- **Task prompt**: Would you write out, word for word, each line of the records below from the top through the one holding "a JSON payload"?

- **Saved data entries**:
______________________________

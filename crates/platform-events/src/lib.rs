//! # Platform Events
//!
//! Event bus used by platform services to announce tenancy changes.
//!
//! ## Overview
//!
//! The platform-events crate handles:
//! - **Event Envelope**: Routing and tracing metadata around a JSON payload
//! - **Organization Events**: Typed payloads for organization lifecycle changes
//! - **Event Bus**: Publish/subscribe messaging with topic wildcards
//! - **Event Handlers**: Async event processing
//!
//! Events are notifications about committed changes. Anything that must be
//! able to stop an operation belongs in that operation's pre-create hooks,
//! not on the bus.
//!
//! ## Usage
//!
//! ```rust,no_run
//! use platform_events::{EventBus, MemoryEventBus, OrganizationEvent};
//! use uuid::Uuid;
//!
//! async fn example() {
//!     let bus = MemoryEventBus::new();
//!     let mut sub = bus.subscribe("platform.organization.*").await.unwrap();
//!
//!     let created = OrganizationEvent::Created {
//!         organization_id: Uuid::now_v7(),
//!         owner_id: Uuid::now_v7(),
//!         name: "Acme".to_string(),
//!         is_personal: false,
//!     };
//!     bus.publish(created.to_event()).await.unwrap();
//!
//!     let event = sub.recv().await.unwrap();
//!     assert_eq!(event.event_type, "organization.created");
//! }
//! ```
//!
//! ## Topic Patterns
//!
//! Topics are structured as `{source}.{event_type}`, e.g.
//! `platform.organization.created`.
//!
//! Wildcards:
//! - `*` matches exactly one segment
//! - `#` matches zero or more segments

pub mod bus;
pub mod types;

// Re-export main types
pub use bus::{
    EventBus, EventBusError, EventBusResult, EventBusStats, EventHandler, MemoryEventBus,
    Subscription,
};
pub use types::{Event, OrganizationEvent, PLATFORM_SOURCE};
//! Declarative input validation
//!
//! Validation is a pure function over a JSON object and a [`RuleSet`]. It
//! reads no ambient configuration and never mutates anything.
//!
//! ```
//! use platform_org::validation::{organization_rules, validate};
//! use serde_json::json;
//!
//! let rules = organization_rules(255);
//! let input = json!({ "name": "" });
//!
//! let err = validate(input.as_object().unwrap(), &rules, "createOrganization").unwrap_err();
//! assert_eq!(err.bag, "createOrganization");
//! assert_eq!(err.rules_for("name"), vec!["required"]);
//! ```

use std::collections::BTreeMap;
use std::fmt;

use serde::{Deserialize, Serialize};
use serde_json::{Map, Value};

/// Field name validated on organization creation.
pub const NAME_FIELD: &str = "name";

/// A single validation rule.
#[derive(Debug, Clone, Copy, PartialEq, Eq)]
pub enum Rule {
    /// Field must be present and non-blank.
    Required,
    /// Field must be a JSON string.
    String,
    /// String field must have at most this many characters.
    MaxLength(usize),
}

impl Rule {
    /// Short rule code reported in errors.
    pub fn code(&self) -> &'static str {
        match self {
            Rule::Required => "required",
            Rule::String => "string",
            Rule::MaxLength(_) => "max",
        }
    }

    /// Implicit rules run even when the field is missing.
    fn is_implicit(&self) -> bool {
        matches!(self, Rule::Required)
    }

    fn check(&self, field: &str, value: Option<&Value>) -> Option<FieldError> {
        let failed = match (self, value) {
            (Rule::Required, value) => !is_present(value),
            (Rule::String, Some(value)) => !value.is_string(),
            (Rule::MaxLength(max), Some(Value::String(s))) => s.chars().count() > *max,
            _ => false,
        };

        failed.then(|| FieldError {
            rule: self.code(),
            message: self.message(field),
        })
    }

    fn message(&self, field: &str) -> String {
        match self {
            Rule::Required => format!("The {field} field is required."),
            Rule::String => format!("The {field} field must be a string."),
            Rule::MaxLength(max) => {
                format!("The {field} field must not be greater than {max} characters.")
            }
        }
    }
}

fn is_present(value: Option<&Value>) -> bool {
    match value {
        None | Some(Value::Null) => false,
        Some(Value::String(s)) => !s.trim().is_empty(),
        Some(Value::Array(items)) => !items.is_empty(),
        Some(Value::Object(fields)) => !fields.is_empty(),
        Some(_) => true,
    }
}

/// Ordered mapping of field names to rules.
#[derive(Debug, Clone, Default, PartialEq, Eq)]
pub struct RuleSet {
    fields: Vec<(String, Vec<Rule>)>,
}

impl RuleSet {
    /// Create an empty rule set.
    pub fn new() -> Self {
        Self::default()
    }

    /// Append rules for a field, merging with any rules already declared.
    pub fn field(mut self, name: impl Into<String>, rules: impl IntoIterator<Item = Rule>) -> Self {
        let name = name.into();
        match self.fields.iter().position(|(field, _)| *field == name) {
            Some(index) => self.fields[index].1.extend(rules),
            None => self.fields.push((name, rules.into_iter().collect())),
        }
        self
    }

    /// Rules declared for `name`.
    pub fn rules_for(&self, name: &str) -> &[Rule] {
        self.fields
            .iter()
            .find(|(field, _)| field == name)
            .map(|(_, rules)| rules.as_slice())
            .unwrap_or(&[])
    }

    /// Iterate over fields in declaration order.
    pub fn iter(&self) -> impl Iterator<Item = (&str, &[Rule])> {
        self.fields
            .iter()
            .map(|(field, rules)| (field.as_str(), rules.as_slice()))
    }
}

/// Rules for the organization creation form: `name: required|string|max`.
pub fn organization_rules(name_max_length: usize) -> RuleSet {
    RuleSet::new().field(
        NAME_FIELD,
        [Rule::Required, Rule::String, Rule::MaxLength(name_max_length)],
    )
}

/// One failed rule on one field.
#[derive(Debug, Clone, PartialEq, Eq, Serialize)]
pub struct FieldError {
    /// Rule code, e.g. `"required"`
    pub rule: &'static str,
    /// Human-readable message
    pub message: String,
}

/// Field-keyed validation failures, grouped under a named bag so several
/// forms rendered together keep their errors apart.
#[derive(Debug, Clone, PartialEq, Eq, Serialize)]
pub struct ValidationError {
    /// Error bag name
    pub bag: String,
    /// Failures per field, in field-name order
    pub errors: BTreeMap<String, Vec<FieldError>>,
}

impl ValidationError {
    /// Check whether `field` failed any rule.
    pub fn has(&self, field: &str) -> bool {
        self.errors.contains_key(field)
    }

    /// First message for `field`.
    pub fn first(&self, field: &str) -> Option<&str> {
        self.errors
            .get(field)
            .and_then(|errors| errors.first())
            .map(|error| error.message.as_str())
    }

    /// Codes of the rules `field` failed, in evaluation order.
    pub fn rules_for(&self, field: &str) -> Vec<&'static str> {
        self.errors
            .get(field)
            .map(|errors| errors.iter().map(|error| error.rule).collect())
            .unwrap_or_default()
    }
}

impl fmt::Display for ValidationError {
    fn fmt(&self, f: &mut fmt::Formatter<'_>) -> fmt::Result {
        write!(f, "Validation failed ({})", self.bag)?;
        for (field, errors) in &self.errors {
            for error in errors {
                write!(f, "; {field}: {}", error.message)?;
            }
        }
        Ok(())
    }
}

impl std::error::Error for ValidationError {}

// Rule codes are interned back to the static codes on the way in.
impl<'de> Deserialize<'de> for FieldError {
    fn deserialize<D: serde::Deserializer<'de>>(deserializer: D) -> Result<Self, D::Error> {
        #[derive(Deserialize)]
        struct Raw {
            rule: String,
            message: String,
        }

        let raw = Raw::deserialize(deserializer)?;
        let rule = match raw.rule.as_str() {
            "required" => Rule::Required.code(),
            "string" => Rule::String.code(),
            "max" => Rule::MaxLength(0).code(),
            other => {
                return Err(serde::de::Error::custom(format!(
                    "unknown rule code: {other}"
                )))
            }
        };
        Ok(FieldError {
            rule,
            message: raw.message,
        })
    }
}

/// Validate `input` against `rules`, reporting failures under `bag`.
///
/// Every field and rule is evaluated; failures accumulate. A missing or
/// `null` field only runs its implicit rules.
pub fn validate(
    input: &Map<String, Value>,
    rules: &RuleSet,
    bag: &str,
) -> Result<(), ValidationError> {
    let mut errors: BTreeMap<String, Vec<FieldError>> = BTreeMap::new();

    for (field, field_rules) in rules.iter() {
        let value = input.get(field);
        let missing = matches!(value, None | Some(Value::Null));

        for rule in field_rules {
            if missing && !rule.is_implicit() {
                continue;
            }
            if let Some(error) = rule.check(field, value) {
                errors.entry(field.to_string()).or_default().push(error);
            }
        }
    }

    if errors.is_empty() {
        Ok(())
    } else {
        Err(ValidationError {
            bag: bag.to_string(),
            errors,
        })
    }
}
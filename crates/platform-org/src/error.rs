//! Error types for organization operations

use platform_rbac::AuthorizationError;
use thiserror::Error;

use crate::hooks::EventVetoError;
use crate::store::StoreError;
use crate::validation::ValidationError;

/// Why an organization could not be created.
///
/// Every variant is terminal; nothing is retried internally.
#[derive(Debug, Error)]
pub enum CreateOrganizationError {
    /// The principal may not create organizations
    #[error(transparent)]
    Authorization(#[from] AuthorizationError),

    /// The input failed validation
    #[error(transparent)]
    Validation(#[from] ValidationError),

    /// A pre-create hook rejected the creation
    #[error(transparent)]
    Vetoed(#[from] EventVetoError),

    /// Persistence failed
    #[error(transparent)]
    Store(#[from] StoreError),
}

/// Result type for organization creation.
pub type CreateOrganizationResult<T> = Result<T, CreateOrganizationError>;

impl CreateOrganizationError {
    /// Check if this error should be logged at error level.
    ///
    /// Denials, bad input and vetoes are expected outcomes.
    pub fn is_server_error(&self) -> bool {
        matches!(self, CreateOrganizationError::Store(_))
    }

    /// Get HTTP status code for this error.
    pub fn status_code(&self) -> u16 {
        match self {
            CreateOrganizationError::Authorization(e) => e.status_code(),
            CreateOrganizationError::Validation(_) => 422,
            CreateOrganizationError::Vetoed(_) => 409,
            CreateOrganizationError::Store(_) => 500,
        }
    }

    /// Get error code for API responses.
    pub fn error_code(&self) -> &'static str {
        match self {
            CreateOrganizationError::Authorization(e) => e.error_code(),
            CreateOrganizationError::Validation(_) => "VALIDATION_FAILED",
            CreateOrganizationError::Vetoed(_) => "CREATION_VETOED",
            CreateOrganizationError::Store(_) => "STORE_ERROR",
        }
    }
}
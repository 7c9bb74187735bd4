//! Command line argument parsing and runtime configuration.
//!
//! Platform and engine version values are parsed straight into enums, so an
//! unknown name is rejected by the parser together with the usage text.

use crate::archive::ArchiveFormat;
use crate::config::ToolConfig;
use crate::error::Result;
use crate::platform::{EnginePlatform, NdkPlatform, UnrealVersion};
use clap::builder::BoolishValueParser;
use clap::{ArgAction, Parser, Subcommand};
use path_absolutize::Absolutize;
use std::path::{Path, PathBuf};

/// Release tooling for Unreal Engine plugin repositories
#[derive(Parser, Debug)]
#[command(
    name = "uplugin_release",
    version,
    about = "Release tooling for Unreal Engine plugin repositories",
    long_about = "Stage and archive plugin releases, build the native SDK, package for the
marketplace, format sources and run automation tests.

Usage:
  uplugin_release stage --archive zip
  uplugin_release ndk -p Mac --clean --build --copy
  uplugin_release marketplace -p Win64 -u 5.3 --binaries false
  uplugin_release format
  uplugin_release test -p Win64 -u 5.4"
)]
pub struct Args {
    /// Plugin repository root (defaults to the current directory)
    #[arg(long, global = true, env = "UPLUGIN_RELEASE_ROOT", value_name = "DIR")]
    pub root: Option<PathBuf>,

    /// Configuration file (defaults to <root>/uplugin-release.toml)
    #[arg(long, global = true, env = "UPLUGIN_RELEASE_CONFIG", value_name = "FILE")]
    pub config: Option<PathBuf>,

    /// More output (-v for verbose, -vv for debug logging)
    #[arg(short, long, action = ArgAction::Count, global = true)]
    pub verbose: u8,

    /// Suppress all output except errors
    #[arg(short, long, global = true)]
    pub quiet: bool,

    /// Workflow to run
    #[command(subcommand)]
    pub command: Command,
}

/// Release workflows
#[derive(Subcommand, Debug, Clone)]
pub enum Command {
    /// Assemble the release staging tree and optionally archive it
    Stage {
        /// Archive the staged tree as <product>-<version>.<ext>
        #[arg(short, long, value_enum, value_name = "FORMAT")]
        archive: Option<ArchiveFormat>,

        /// Staging directory, relative to the root (overrides the config)
        #[arg(short, long, value_name = "DIR")]
        output: Option<PathBuf>,
    },

    /// Clean, build and vendor the native SDK
    Ndk {
        /// Build platform
        #[arg(short, long, value_enum, ignore_case = true)]
        platform: Option<NdkPlatform>,

        /// Delete the SDK build tree and the vendored library folders
        #[arg(short, long)]
        clean: bool,

        /// Generate (first time) and build the SDK
        #[arg(short, long)]
        build: bool,

        /// Copy the built package into the plugin
        #[arg(short = 'x', long)]
        copy: bool,
    },

    /// Package the plugin with RunUAT and zip it for the marketplace
    Marketplace {
        /// Engine host platform
        #[arg(short, long, value_enum, ignore_case = true)]
        platform: EnginePlatform,

        /// Engine version
        #[arg(short, long, value_enum)]
        unreal: UnrealVersion,

        /// Keep Binaries and Intermediate in the package
        #[arg(
            short,
            long,
            action = ArgAction::Set,
            default_value_t = true,
            value_parser = BoolishValueParser::new(),
            value_name = "BOOL"
        )]
        binaries: bool,

        /// Keep the scratch directory after packaging
        #[arg(long)]
        keep_temp: bool,
    },

    /// Run clang-format over the plugin sources
    Format,

    /// Run the editor automation tests
    Test {
        /// Engine host platform
        #[arg(short, long, value_enum, ignore_case = true)]
        platform: EnginePlatform,

        /// Engine version
        #[arg(short, long, value_enum)]
        unreal: UnrealVersion,

        /// Automation test name filter (defaults to `filter` in the `[test]` config)
        #[arg(long)]
        filter: Option<String>,
    },
}

impl Command {
    /// Subcommand name as typed on the command line
    pub fn name(&self) -> &'static str {
        match self {
            Command::Stage { .. } => "stage",
            Command::Ndk { .. } => "ndk",
            Command::Marketplace { .. } => "marketplace",
            Command::Format => "format",
            Command::Test { .. } => "test",
        }
    }
}

impl Args {
    /// Parse arguments from `itr`, returning clap's error instead of exiting
    pub fn try_parse_args<I, T>(itr: I) -> std::result::Result<Self, clap::Error>
    where
        I: IntoIterator<Item = T>,
        T: Into<std::ffi::OsString> + Clone,
    {
        Self::try_parse_from(itr)
    }
}

/// Configuration derived from command line arguments and the config file
#[derive(Debug, Clone)]
pub struct RuntimeConfig {
    root: PathBuf,
    tool: ToolConfig,
    product: String,
    output: super::OutputManager,
}

impl RuntimeConfig {
    /// Resolve the root, load the config file and determine the product
    pub fn from_args(args: &Args) -> Result<Self> {
        let root = match &args.root {
            Some(root) => root.absolutize()?.into_owned(),
            None => std::env::current_dir()?,
        };
        let tool = ToolConfig::load(&root, args.config.as_deref())?;
        let product = tool.resolve_product(&root)?;
        log::debug!("root {} product {}", root.display(), product);

        Ok(Self {
            root,
            tool,
            product,
            output: super::OutputManager::new(args.verbose > 0, args.quiet),
        })
    }

    /// Repository root
    pub fn root(&self) -> &Path {
        &self.root
    }

    /// Loaded tool configuration
    pub fn tool(&self) -> &ToolConfig {
        &self.tool
    }

    /// Plugin name
    pub fn product(&self) -> &str {
        &self.product
    }

    /// `<root>/<product>`
    pub fn plugin_dir(&self) -> PathBuf {
        self.root.join(&self.product)
    }

    /// `<root>/<product>/<product>.uplugin`
    pub fn plugin_descriptor(&self) -> PathBuf {
        self.plugin_dir().join(self.descriptor_name())
    }

    /// `<product>.uplugin`
    pub fn descriptor_name(&self) -> String {
        format!("{}.uplugin", self.product)
    }

    /// Get a reference to the output manager
    pub fn output(&self) -> &super::OutputManager {
        &self.output
    }

    /// Print an informational summary line
    pub fn info_println(&self, message: &str) {
        self.output.info(message);
    }

    /// Print a workflow step
    pub fn progress(&self, message: &str) {
        self.output.progress(message);
    }

    /// Print verbose message
    pub fn verbose_println(&self, message: &str) {
        self.output.verbose(message);
    }

    /// Print error message (always shown)
    pub fn error_println(&self, message: &str) {
        self.output.error(message);
    }

    /// Print warning message
    pub fn warning_println(&self, message: &str) {
        self.output.warn(message);
    }

    /// Print success message
    pub fn success_println(&self, message: &str) {
        self.output.success(message);
    }

    /// Print a section header
    pub fn section(&self, title: &str) {
        self.output.section(title);
    }

    /// Check if quiet mode is enabled
    pub fn is_quiet(&self) -> bool {
        self.output.is_quiet()
    }
}
//! Marketplace source preparation.
//!
//! Before a plugin is packaged for the marketplace every first-party source file
//! has its block comments removed and the copyright notice prepended. Anything
//! below a `ThirdParty` directory is left untouched.

use crate::error::{ErrorExt, Result};
use regex::Regex;
use std::borrow::Cow;
use std::path::{Path, PathBuf};
use std::sync::LazyLock;
use walkdir::WalkDir;

static BLOCK_COMMENT_RE: LazyLock<Regex> =
    LazyLock::new(|| Regex::new(r"(?s)/\*.*?\*/").expect("block comment regex is valid"));

/// Directory name whose contents are never rewritten
pub const THIRD_PARTY_DIR: &str = "ThirdParty";

/// Outcome of [`rewrite_sources`]
#[derive(Debug, Default, Clone, PartialEq, Eq)]
pub struct RewriteReport {
    /// Files rewritten in place
    pub rewritten: usize,
    /// Files left alone because they are not UTF-8 text
    pub skipped: Vec<PathBuf>,
}

/// Remove every `/* ... */` comment from `text`
pub fn strip_block_comments(text: &str) -> Cow<'_, str> {
    BLOCK_COMMENT_RE.replace_all(text, "")
}

/// Rewritten file contents: optional notice line followed by the comment-free text
pub fn rewrite_source(text: &str, notice: Option<&str>) -> String {
    let stripped = strip_block_comments(text);
    match notice {
        Some(notice) => format!("{}\n{}", notice, stripped),
        None => stripped.into_owned(),
    }
}

fn is_third_party(rel_path: &Path) -> bool {
    rel_path
        .components()
        .any(|c| c.as_os_str() == THIRD_PARTY_DIR)
}

/// Rewrite every first-party file below `source_dir` in place.
pub async fn rewrite_sources(source_dir: &Path, notice: Option<&str>) -> Result<RewriteReport> {
    let mut report = RewriteReport::default();

    for entry in WalkDir::new(source_dir).sort_by_file_name() {
        let entry = entry?;
        if !entry.file_type().is_file() {
            continue;
        }
        let rel_path = entry.path().strip_prefix(source_dir)?;
        if is_third_party(rel_path) {
            continue;
        }

        let bytes = tokio::fs::read(entry.path())
            .await
            .fs_context("reading source file", entry.path())?;
        let Ok(text) = String::from_utf8(bytes) else {
            log::warn!("skipping non-UTF-8 file {}", entry.path().display());
            report.skipped.push(entry.path().to_path_buf());
            continue;
        };

        tokio::fs::write(entry.path(), rewrite_source(&text, notice))
            .await
            .fs_context("writing source file", entry.path())?;
        report.rewritten += 1;
    }

    log::info!(
        "rewrote {} source files in {}",
        report.rewritten,
        source_dir.display()
    );
    Ok(report)
}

______________________________

- **Response below**:
filename crates/platform-events/src/lib.rs
//! # Platform Events
//!
//! Event bus used by platform services to announce tenancy changes.
//!
//! ## Overview
//!
//! The platform-events crate handles:
//! - **Event Envelope**: Routing and tracing metadata around a JSON payload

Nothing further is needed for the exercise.